Al-Kifah was a biweekly Arabic magazine, founded in 1973 under the editorship of Wahiduzzaman Kairanawi. Published by Jamiat Ulema-e-Hind, it served as a mouthpiece for the organization, addressing the challenges faced by Indian Muslims. The eight-page publication aimed to raise awareness of these concerns among a wider Islamic audience, especially in the Gulf countries. Though Al-Kifah had no official affiliation with Darul Uloom Deoband, it regularly published articles from writers connected to the institution's Arabic publication, Al-Daie. The magazine ceased publication in 1987.

== Initial efforts ==
After India's independence in 1947, Indian Muslims faced significant challenges, with the partition and communal tensions weakening their collective identity and livelihoods. The Arab world, focused on Pakistan, often overlooked the Muslims in India, considering them a small, marginalized group with little influence. In response, Jamiat Ulema-e-Hind sought to reshape perceptions by launching Al-Kifah in October 1973, aiming to address misconceptions, educate Indian Muslims, and highlight the organization's role. Led by Wahiduzzaman Kairanawi, who managed the magazine single-handedly for several years, Al-Kifah was distinguished by its presentation and non-commercial approach, maintaining a focus on the community's religious and social needs. The magazine was later edited by Altafur Rahman Azmi and Muhammad Mazammil Qasmi before ceasing publication in December 1987.

== Ideological focus ==
The magazine, while primarily political, covered a wide range of topics, including religious discourse, philosophy, global affairs, and scientific and cultural developments. Launched during the Congress government's tenure in India, it aimed to address misconceptions in Arab countries regarding the status of Indian Muslims, highlighting their role in society and occasionally critiquing government policies. A large portion of its content focused on the Jamiat's programs, travels, and activities. Special editions included a commemoration of Faisal of Saudi Arabia and a centennial issue for Darul Uloom Deoband, each spanning 132 pages. Content was presented by writers such as Nadeem al-Wajidi and occasionally featured works by Arab authors. Published in a large-format eight-page layout, the magazine included specialized sections on topics like political terminologies and Ta'liqaat al-Suhuf, presenting technical insights and commentary on global news, alongside samples of Arabic calligraphy.

== Academic notability ==
Academics have analyzed this magazine's efforts, emphasizing its linguistic, cultural, and thematic significance. Qamruzzaman from Aligarh Muslim University regarded it as a distinct initiative and an independent movement in Arabic journalism, marked by Kairanawi's innovative approach and wide readership. Anees Alangadan from Mahatma Gandhi University, Kerala highlighted its alignment with other Indian Arabic magazines in promoting Arabic language and culture. Abdur Rahman of Jawaharlal Nehru University noted its focus on Islamic issues, including the role of Deobandi scholars in anti-colonial efforts and developing connections with the Arab world. Hafizur Rahman from Gauhati University emphasized its reputation among contemporary Arabic periodicals for its quality content and cultural relevance. Zikrullah Arabi from Maulana Azad National Urdu University considered it an important publication in the context of Arabic journalism in India, engaging with Islamic and cultural themes while promoting Arabic language education. Sarwar Alam Nadwi from Aligarh Muslim University reflected on its role in spreading Islamic ideas, reviving heritage, and supporting Arabic studies. Ahmed Daisy and Habib Shahidul Islam of Gauhati University acknowledged its role in advancing the Arabic language during its publication under the Jamiat Ulema-e-Hind, despite its later decline.

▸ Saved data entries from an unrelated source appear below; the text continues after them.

// Diagnostic system
//
//  Copyright (C) 2014-2021 Ryan Specialty Group, LLC.
//
//  This file is part of doxymd.
//
//  This program is free software: you can redistribute it and/or modify
//  it under the terms of the GNU General Public License as published by
//  the Free Software Foundation, either version 3 of the License, or
//  (at your option) any later version.
//
//  This program is distributed in the hope that it will be useful,
//  but WITHOUT ANY WARRANTY; without even the implied warranty of
//  MERCHANTABILITY or FITNESS FOR A PARTICULAR PURPOSE.  See the
//  GNU General Public License for more details.
//
//  You should have received a copy of the GNU General Public License
//  along with this program.  If not, see <http://www.gnu.org/licenses/>.

//! Diagnostic system for error and warning reporting.
//!
//! This system is heavily motivated by Rust's.
//! While the data structures and organization may differ,
//!   the diagnostic output is visually similar:
//!
//! ```text
//! warning: unresolved member reference `classfoo_1a3f…`
//!   note: referenced from `classbar`
//!   help: the reference will be rendered as plain text
//! ```
//!
//! Doxygen output carries no source spans that would be useful to a user,
//!   so annotations here are labels only;
//!     the context they describe is the id of the compound or element
//!     involved.
//!
//! Nothing in the pipeline writes to standard error directly.
//! Every recoverable problem is a [`Diagnostic`] handed to a [`Reporter`],
//!   which decides how and where it is rendered.

mod report;

pub use report::{BufferReporter, Report, Reporter, VisualReporter};

use std::{borrow::Cow, error::Error, fmt, fmt::Display};

/// Diagnostic report.
///
/// This describes an error condition or other special event using a series
///   of [`Annotation`]s to describe the cause and circumstances around an
///   event.
pub trait Diagnostic: Error {
    /// Severity of the diagnostic as a whole.
    fn level(&self) -> Level {
        Level::Error
    }

    /// Produce a series of [`Annotation`]s describing the circumstances of
    ///   the diagnostic event.
    fn describe(&self) -> Vec<Annotation>;
}

/// Diagnostic severity level.
///
/// Levels are used both for entire reports and for styling of individual
///   [`Annotation`]s.
///
/// Lower levels are more severe
///   (e.g. level 1 is the worst).
#[derive(Debug, PartialEq, Eq, PartialOrd, Ord, Clone, Copy, Default)]
#[repr(u8)]
pub enum Level {
    /// An error internal to doxymd that the user cannot resolve,
    ///   but may be able to work around.
    InternalError = 1,

    /// A user-resolvable error.
    ///
    /// These represent errors resulting from the input;
    ///   for us that almost always means Doxygen output that does not
    ///   match the schema we understand.
    #[default]
    Error,

    /// A problem that does not prevent output from being produced,
    ///   but does degrade it
    ///     (e.g. a link rendered as plain text).
    Warning,

    /// Useful information that supplements other messages.
    Note,

    /// Additional advice to the user that may help in debugging or fixing a
    ///   problem.
    Help,
}

impl Level {
    /// Number of levels,
    ///   used to size per-level counters.
    pub const COUNT: usize = 5;

    fn index(self) -> usize {
        self as usize - 1
    }
}

impl Display for Level {
    fn fmt(&self, f: &mut fmt::Formatter<'_>) -> fmt::Result {
        match self {
            Level::InternalError => write!(f, "internal error"),
            Level::Error => write!(f, "error"),
            Level::Warning => write!(f, "warning"),
            Level::Note => write!(f, "note"),
            Level::Help => write!(f, "help"),
        }
    }
}

/// A label associated with an [`Annotation`].
#[derive(Debug, PartialEq, Eq, Clone)]
pub struct Label<'a>(Cow<'a, str>);

impl<'a> Display for Label<'a> {
    fn fmt(&self, f: &mut fmt::Formatter<'_>) -> fmt::Result {
        Display::fmt(&self.0, f)
    }
}

impl<'a> From<String> for Label<'a> {
    fn from(s: String) -> Self {
        Self(Cow::Owned(s))
    }
}

impl<'a> From<&'a str> for Label<'a> {
    fn from(s: &'a str) -> Self {
        Self(Cow::Borrowed(s))
    }
}

/// A label with an associated severity level.
///
/// Annotations are intended to guide users through debugging a diagnostic
///   message by describing what contributed to it.
#[derive(Debug, PartialEq, Eq, Clone)]
pub struct Annotation<'l>(Level, Label<'l>);

impl<'l> Annotation<'l> {
    pub fn new<L: Into<Label<'l>>>(level: Level, label: L) -> Self {
        Self(level, label.into())
    }

    /// Supplemental context for the diagnostic,
    ///   such as the compound in which a problem was found.
    pub fn note<L: Into<Label<'l>>>(label: L) -> Self {
        Self::new(Level::Note, label)
    }

    /// Loose guidance that may help the user fix the problem.
    pub fn help<L: Into<Label<'l>>>(label: L) -> Self {
        Self::new(Level::Help, label)
    }

    pub fn level(&self) -> Level {
        self.0
    }

    pub fn label(&self) -> &Label<'l> {
        &self.1
    }
}

impl<'l> From<Annotation<'l>> for Vec<Annotation<'l>> {
    fn from(x: Annotation<'l>) -> Self {
        vec![x]
    }
}

#[cfg(test)]
mod test;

== Transnational appeal ==
The magazine received recognition in the Arab world for its focus on Islamic, cultural, and political issues, particularly those concerning Indian Muslims. Publications such as Huda al-Islam, published by the Ministry of Endowments and Religious Affairs (Oman), Manar al-Islam, published by the UAE's General Authority of Islamic Affairs and Endowments, and Islamic Studies and Research, published by the League of Islamic Universities, acknowledged its content. Several newspapers also reprinted its articles, expanding its reach and increasing awareness of Indian Muslim issues among Arab audiences. Individual responses, including those from Abu Bakr Muhammad Saeed Hassan of Oman and Mahmoud Abda Ghanem of Medina, emphasized the magazine's efforts in cultural enrichment and the promotion of Arabic language studies. Similarly, Muhammad Ibrahim al-Awaid from Saudi Arabia commended its role in Islamic scholarship and in developing connections between Indian Muslims and the broader Islamic world.